TASK ITEM
From the first line of the data below, copy each line up to the one containing "#[derive(Debug, Clone, PartialEq, thiserror::Error)]", and include that line too.

SOURCE MATERIAL
::::::::::

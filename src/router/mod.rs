//! The `router` module maps inbound envelopes onto handlers.

pub mod dispatch;

pub use dispatch::{BROADCAST_CONFIRM_MESSAGE, MessageRouter, WELCOME_MESSAGE};
//! The `utils` module provides a collection of utility functions and common
//! definitions used across the `wsrelay` application.
//!
//! It centralizes the crate-wide error type and the logging setup so every
//! other module reports failures and events the same way.

pub mod error;
pub mod logging;

pub use error::RelayError;
//! Envelope codec
//!
//! Turns text frames into [`ClientMessage`]s and [`ServerMessage`]s into
//! WebSocket frames. Decoding only fails for input that is not a JSON object;
//! an unrecognized `type` still decodes (as `ClientMessage::Unknown`) so the
//! router can answer it.

use serde_json::{Map, Value};
use tungstenite::protocol::Message as WsMessage;

use crate::protocol::message::{ClientMessage, ServerMessage};

/// How much of an undecodable frame is echoed back in the `received` field.
pub const RECEIVED_PREVIEW_CHARS: usize = 100;

/// Reported when an envelope has no `type` field.
const MISSING_TYPE: &str = "unknown";

#[derive(Debug, Clone, PartialEq, thiserror::Error)]
pub enum DecodeError {
    /// The frame is not JSON at all. `received` holds the start of the frame.
    #[error("invalid JSON: {reason}")]
    InvalidJson { received: String, reason: String },

    /// Valid JSON, but not an object, so there is no `type` to route on.
    #[error("envelope is a JSON {0}, expected an object")]
    NotAnObject(&'static str),
}

/// Decodes one text frame.
pub fn decode(frame: &str) -> Result<ClientMessage, DecodeError> {
    let value: Value = serde_json::from_str(frame).map_err(|e| DecodeError::InvalidJson {
        received: preview(frame),
        reason: e.to_string(),
    })?;

    let object = match value {
        Value::Object(object) => object,
        other => return Err(DecodeError::NotAnObject(json_kind(&other))),
    };

    Ok(classify(object))
}

/// Decodes a binary frame, which must hold UTF-8 JSON like a text frame.
pub fn decode_bytes(frame: &[u8]) -> Result<ClientMessage, DecodeError> {
    match std::str::from_utf8(frame) {
        Ok(text) => decode(text),
        Err(e) => Err(DecodeError::InvalidJson {
            received: preview(&String::from_utf8_lossy(frame)),
            reason: e.to_string(),
        }),
    }
}

fn classify(object: Map<String, Value>) -> ClientMessage {
    let kind = match object.get("type") {
        Some(Value::String(kind)) => kind.clone(),
        Some(other) => other.to_string(),
        None => MISSING_TYPE.to_string(),
    };

    match kind.as_str() {
        "ping" => ClientMessage::Ping {
            envelope: Value::Object(object),
        },
        "echo" => ClientMessage::Echo {
            message: message_field(&object),
        },
        "broadcast" => ClientMessage::Broadcast {
            message: message_field(&object),
        },
        "stats" => ClientMessage::Stats,
        _ => ClientMessage::Unknown { kind },
    }
}

/// The `message` field, or an empty string when the client left it out.
fn message_field(object: &Map<String, Value>) -> Value {
    object
        .get("message")
        .cloned()
        .unwrap_or_else(|| Value::String(String::new()))
}

/// First [`RECEIVED_PREVIEW_CHARS`] characters of `frame`.
pub fn preview(frame: &str) -> String {
    frame.chars().take(RECEIVED_PREVIEW_CHARS).collect()
}

fn json_kind(value: &Value) -> &'static str {
    match value {
        Value::Null => "null",
        Value::Bool(_) => "boolean",
        Value::Number(_) => "number",
        Value::String(_) => "string",
        Value::Array(_) => "array",
        Value::Object(_) => "object",
    }
}

pub fn encode(msg: &ServerMessage) -> Result<String, serde_json::Error> {
    serde_json::to_string(msg)
}

/// Encodes `msg` as a text frame ready for a connection's queue.
pub fn to_frame(msg: &ServerMessage) -> Result<WsMessage, serde_json::Error> {
    encode(msg).map(WsMessage::text)
}
#[tokio::test(start_paused = true)]
async fn test_prepare_stream_arm_timeout_is_fatal_and_rolled_back() {
    let rig = MockRig::new();
    rig.stream.set_arm_ok(false);
    let interface = build(&rig).await;

    let err = interface.prepare_acq().await.unwrap_err();
    assert!(
        matches!(
            err,
            EigerError::StreamArmTimeout {
                timeout: t,
                ..
            } if t == Duration::from_secs(5)
        ),
        "got {err:?}"
    );
    assert_eq!(rig.log.count("saving.stop").await, 1);
    assert_eq!(rig.log.count("stream.stop").await, 1);
}

// =============================================================================
// start_acq
// =============================================================================

#[tokio::test]
async fn test_start_stream_path_starts_exactly_the_stream() {
    let rig = MockRig::new();
    let interface = build(&rig).await;

    assert_ok!(interface.prepare_acq().await);
    assert_ok!(interface.start_acq().await);

    assert_eq!(rig.log.count("stream.start").await, 1);
    assert_eq!(rig.log.count("saving.start").await, 0);
    assert_eq!(rig.log.count("camera.start").await, 1);
    assert!(rig.stream.is_running().await);
}

#[tokio::test]
async fn test_start_saving_path_starts_exactly_the_writer() {
    let rig = MockRig::new();
    rig.saving.set_active(true);
    let interface = build(&rig).await;

    assert_ok!(interface.prepare_acq().await);
    assert_ok!(interface.start_acq().await);

    assert_eq!(rig.log.count("saving.start").await, 1);
    assert_eq!(rig.log.count("stream.start").await, 0);
    assert_eq!(rig.log.count("camera.start").await, 1);
    assert_eq!(rig.saving.status().await, SavingStatus::Running);
}

#[tokio::test]
async fn test_start_multi_trigger_only_first_call_starts_retrieval() {
    let rig = MockRig::new();
    rig.camera.set_trig_mode(TriggerMode::InternalMulti).await;
    rig.camera.set_nb_frames(4);
    rig.camera.set_nb_triggered_frames(0);
    let interface = build(&rig).await;

    assert_ok!(interface.prepare_acq().await);
    assert_ok!(interface.start_acq().await);
    assert_eq!(rig.log.count("stream.start").await, 1);

    // Sub-triggers: retrieval keeps running, camera start is still issued.
    for triggered in [1, 2, 3] {
        rig.camera.set_nb_triggered_frames(triggered);
        assert_ok!(interface.start_acq().await);
    }
    assert_eq!(rig.log.count("stream.start").await, 1);
    assert_eq!(rig.log.count("camera.start").await, 4);
}

#[tokio::test]
async fn test_start_non_multi_mode_restarts_retrieval_every_call() {
    let rig = MockRig::new();
    // Non-zero triggered count must not gate outside InternalMulti.
    rig.camera.set_nb_triggered_frames(3);
    let interface = build(&rig).await;

    assert_ok!(interface.prepare_acq().await);
    assert_ok!(interface.start_acq().await);
    assert_ok!(interface.start_acq().await);

    assert_eq!(rig.log.count("stream.start").await, 2);
}

// =============================================================================
// stop_acq / reset
// =============================================================================

#[tokio::test]
async fn test_stop_issues_all_three_stops_in_order() {
    let rig = MockRig::new();
    let interface = build(&rig).await;

    interface.stop_acq().await;

    assert_eq!(
        rig.log.ops().await,
        vec!["camera.stop", "saving.stop", "stream.stop"]
    );
}
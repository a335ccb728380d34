//! Error types for the Eiger interface.
//!
//! Collaborator traits (camera, stream, file writer) use `anyhow::Result` at
//! the seam, matching the capability-trait convention used across the driver
//! crates. The interface itself surfaces a typed [`EigerError`] so callers can
//! distinguish a stream-arm timeout from a camera command failure without
//! string matching.

use std::time::Duration;
use thiserror::Error;

/// Convenience alias for results returned by the interface.
pub type EigerResult<T> = std::result::Result<T, EigerError>;

/// Errors surfaced by [`crate::interface::EigerInterface`].
#[derive(Error, Debug)]
pub enum EigerError {
    /// Interface construction failed; no partial capability list is exposed.
    #[error("Interface construction failed: {0}")]
    Construction(String),

    /// Configuration values parsed but failed semantic validation.
    #[error("Invalid configuration: {0}")]
    Configuration(String),

    /// A detector control command failed (communication or firmware fault).
    #[error("Camera command failed: {0}")]
    Camera(String),

    /// The on-detector file writer rejected a command.
    #[error("File writer error: {0}")]
    Saving(String),

    /// The live stream transport rejected a command.
    #[error("Stream transport error: {0}")]
    Stream(String),

    /// The stream transport did not report armed within the configured
    /// timeout during prepare. Fatal for that prepare call.
    #[error("Stream transport failed to arm within {timeout:?}: {reason}")]
    StreamArmTimeout {
        /// Timeout that elapsed.
        timeout: Duration,
        /// Transport-reported reason.
        reason: String,
    },
}
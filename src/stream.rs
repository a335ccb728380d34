//! Live stream transport contract.
//!
//! The transport receives the detector's compressed frame stream over a
//! network or memory-mapped channel and hands frames to the host-side buffer
//! and decompression stages. The wire format is the transport's business; the
//! interface only sequences activation, start/stop and the armed handshake.

use crate::capability::BufferControl;
use anyhow::Result;
use async_trait::async_trait;
use serde::Serialize;
use std::sync::Arc;
use std::time::Duration;

/// Shape of the last frame seen on the stream.
#[derive(Debug, Clone, Default, PartialEq, Eq, Serialize)]
pub struct StreamInfo {
    /// Acquisition-relative frame index.
    pub frame_idx: u64,
    /// Compression/encoding tag as announced in the stream header
    /// (e.g. "bs16-lz4<").
    pub encoding: String,
    /// Frame width in pixels.
    pub width: u32,
    /// Frame height in pixels.
    pub height: u32,
    /// Compressed payload size in bytes.
    pub packed_size: usize,
}

/// Transfer counters for the current acquisition.
///
/// Reset at every prepare; latched (optionally with reset) by the host for
/// monitoring.
#[derive(Debug, Clone, Copy, Default, Serialize)]
pub struct StreamStatistics {
    /// Frames received since the last reset.
    pub nb_frames: u64,
    /// Compressed bytes received since the last reset.
    pub nb_bytes: u64,
    /// Wall time covered by the counters.
    #[serde(with = "humantime_serde")]
    pub elapsed: Duration,
}

impl StreamStatistics {
    /// Mean compressed frame size in bytes, 0.0 when no frames were seen.
    pub fn avg_frame_size(&self) -> f64 {
        if self.nb_frames == 0 {
            0.0
        } else {
            self.nb_bytes as f64 / self.nb_frames as f64
        }
    }

    /// Mean transfer rate in MiB/s, 0.0 when no time has elapsed.
    pub fn bandwidth_mib(&self) -> f64 {
        let secs = self.elapsed.as_secs_f64();
        if secs == 0.0 {
            0.0
        } else {
            self.nb_bytes as f64 / (1024.0 * 1024.0) / secs
        }
    }
}

/// Capability: compressed frame stream reception.
///
/// # Contract
/// - `set_active(false)` makes `start` a no-op; the activation flag is set at
///   prepare time and selects the data path together with the decompressor.
/// - `wait_armed` blocks until the detector-side stream endpoint confirms it
///   is publishing, failing with an error when the timeout elapses.
/// - `is_running` must be cheap; it is polled from status queries that may
///   run concurrently with an acquisition.
#[async_trait]
pub trait StreamTransport: Send + Sync {
    /// Enable or disable the transport for the next acquisition.
    async fn set_active(&self, active: bool);

    /// Whether the transport is enabled.
    async fn is_active(&self) -> bool;

    /// Start receiving. No-op when inactive.
    async fn start(&self) -> Result<()>;

    /// Stop receiving and drop the connection. Safe to call when stopped.
    async fn stop(&self) -> Result<()>;

    /// Whether a receive loop is currently running.
    async fn is_running(&self) -> bool;

    /// Wait for the detector stream endpoint to report armed.
    async fn wait_armed(&self, timeout: Duration) -> Result<()>;

    /// Zero the transfer counters.
    async fn reset_statistics(&self);

    /// Shape of the most recently received frame.
    async fn last_info(&self) -> Result<StreamInfo>;

    /// Read the transfer counters, optionally resetting them.
    async fn latch_statistics(&self, reset: bool) -> Result<StreamStatistics>;

    /// Host-side frame buffer owned by the transport, exposed to the host
    /// framework as the Buffer capability.
    fn buffer_ctrl(&self) -> Arc<dyn BufferControl>;
}

#[cfg(test)]
mod tests {
    use super::*;

    #[test]
    fn test_statistics_averages() {
        let stats = StreamStatistics {
            nb_frames: 4,
            nb_bytes: 8 * 1024 * 1024,
            elapsed: Duration::from_secs(2),
        };
        assert_eq!(stats.avg_frame_size(), 2.0 * 1024.0 * 1024.0);
        assert_eq!(stats.bandwidth_mib(), 4.0);
    }

    #[test]
    fn test_statistics_empty_is_zero() {
        let stats = StreamStatistics::default();
        assert_eq!(stats.avg_frame_size(), 0.0);
        assert_eq!(stats.bandwidth_mib(), 0.0);
    }
}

::::::::::

COMPLETED TASK
filename src/router/mod.rs
//! The `router` module maps inbound envelopes onto handlers.

pub mod dispatch;

pub use dispatch::{BROADCAST_CONFIRM_MESSAGE, MessageRouter, WELCOME_MESSAGE};
//! The `utils` module provides a collection of utility functions and common
//! definitions used across the `wsrelay` application.
//!
//! It centralizes the crate-wide error type and the logging setup so every
//! other module reports failures and events the same way.

pub mod error;
pub mod logging;

pub use error::RelayError;
//! Envelope codec
//!
//! Turns text frames into [`ClientMessage`]s and [`ServerMessage`]s into
//! WebSocket frames. Decoding only fails for input that is not a JSON object;
//! an unrecognized `type` still decodes (as `ClientMessage::Unknown`) so the
//! router can answer it.

use serde_json::{Map, Value};
use tungstenite::protocol::Message as WsMessage;

use crate::protocol::message::{ClientMessage, ServerMessage};

/// How much of an undecodable frame is echoed back in the `received` field.
pub const RECEIVED_PREVIEW_CHARS: usize = 100;

/// Reported when an envelope has no `type` field.
const MISSING_TYPE: &str = "unknown";

#[derive(Debug, Clone, PartialEq, thiserror::Error)]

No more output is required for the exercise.